Хотим мы этого или не хотим, наши книги — документ истории, ее дыхание. Но нет истории без человека и нет человека без истории, в то время как человек сам — цепь поступков, во всей социальной сложности выявляющих смысл действительности. Не понимать этого — значит отказаться от постижения своей эпохи и неповторимого героя ее.
Но подобно тому, как иногда возникают в нашей среде дискуссии из-за неодинакового понимания, казалось бы, ясных терминов, так возникают порой озадаченность и споры по поводу современного литературного героя: несет он в себе черты персонажей Шолохова или Николая Островского?

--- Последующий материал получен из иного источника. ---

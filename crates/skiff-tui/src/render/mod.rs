//! Rendering for the home view and the search overlay.

mod home;
mod overlay;

pub use home::render_home;
pub use overlay::render_overlay;

use ratatui::style::Color;

pub(crate) const TEXT: Color = Color::Gray;
pub(crate) const TEXT_SUBTLE: Color = Color::DarkGray;
pub(crate) const ACCENT: Color = Color::White;
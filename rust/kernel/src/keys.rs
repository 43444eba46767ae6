// This Source Code Form is subject to the terms of the Mozilla Public
// License, v. 2.0. If a copy of the MPL was not distributed with this
// file, You can obtain one at https://mozilla.org/MPL/2.0/.

//! Key types for arena-based storage.
//!
//! Each kernel entity gets a unique, type-safe key for O(1) lookup. Keys are
//! created by `slotmap::SlotMap` and remain valid even after other entities
//! are removed (generational indices).

use slotmap::new_key_type;

new_key_type! {
    /// Key for a vertex (point in 3D space).
    pub struct VertexKey;

    /// Key for an edge (line segment between two vertices).
    pub struct EdgeKey;

    /// Key for a face (planar polygon with optional hole loops).
    pub struct FaceKey;

    /// Key for a solid owned by a scene.
    pub struct SolidKey;

    /// Key for a scene-graph node (group or instance).
    pub struct NodeKey;
}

У меня не вызывает сомнений, что главный литературный герой нашего времени должен быть наделен не меньшим богатством духовной жизни, чем шолоховский Григорий Мелехов, не менее социально нацеленным, чем Корчагин Островского. Но это все-таки несколько другой герой, и измеряться он должен духовными категориями своего времени. Эпохальные книги «Тихий Дон» и «Как закалялась сталь» — неоспоримые художественные явления — стали летописью революции еще и потому, что в них есть дерзость в постановке проблем, в книгах этих исследован духовный мир человека на историческом переломе со всеми его противоречиями и поисками истины.
Нельзя правильно понять принцип партийности и народности в искусстве, если не подходить к жизненным явлениям так, как всегда подходили к ним Ленин и партия, борясь за яснейшую точку зрения, за идейную чистоту пролетарской литературы, за новое ее качество.
Если допустить, что в человеческой жизни возможна некоторая запрограммированность, как говорят кибернетики, то судьба подлинного художника — это судьба его эпохи, это его непрерывная связь с главными героями истории — людьми и временем, с настоящим и прошлым.
Война, ее потери, ее победы становятся историей, и писатель, возвращаясь к познанию характера человека 40-х годов, как бы встает на черту предельных физических и духовных испытаний, когда мужество и любовь не уживались с благоразумием, когда сама смерть переставала быть смертью. Известно, что люди как индивидуальность не повторяются, так же как со всей точностью и тонкостью не повторяются и ощущения их. Люди могут познать себя и представить самих себя глазами других. Писатель — это глаза других. Художественное произведение — это освобождение душевного опыта и памяти. Независимо от того, написано оно о современности или о прошлом. Писатель способен возвращать людям юность, молодость, любовь, мужество и часть тех ощущений, которые уже унесли воды времени.
Наша литература о годах войны многообразна, многостильна потому, что с разных сторон пытается раскрыть характер времени и человека сороковых годов. И объективно спокойная сосредоточенность романов, и почти дневниковая лаконичная экспрессивность повестей и рассказов дают возможность — если перед нами талантливый художник — исследовать душу народа, независимо от того, какие погоны носит персонаж — солдатские или генеральские, независимо от того, где сконцентрировано действие — в окопе переднего края или на КП армии, независимо от того, молодые это герои или люди многоопытные и пожившие уже.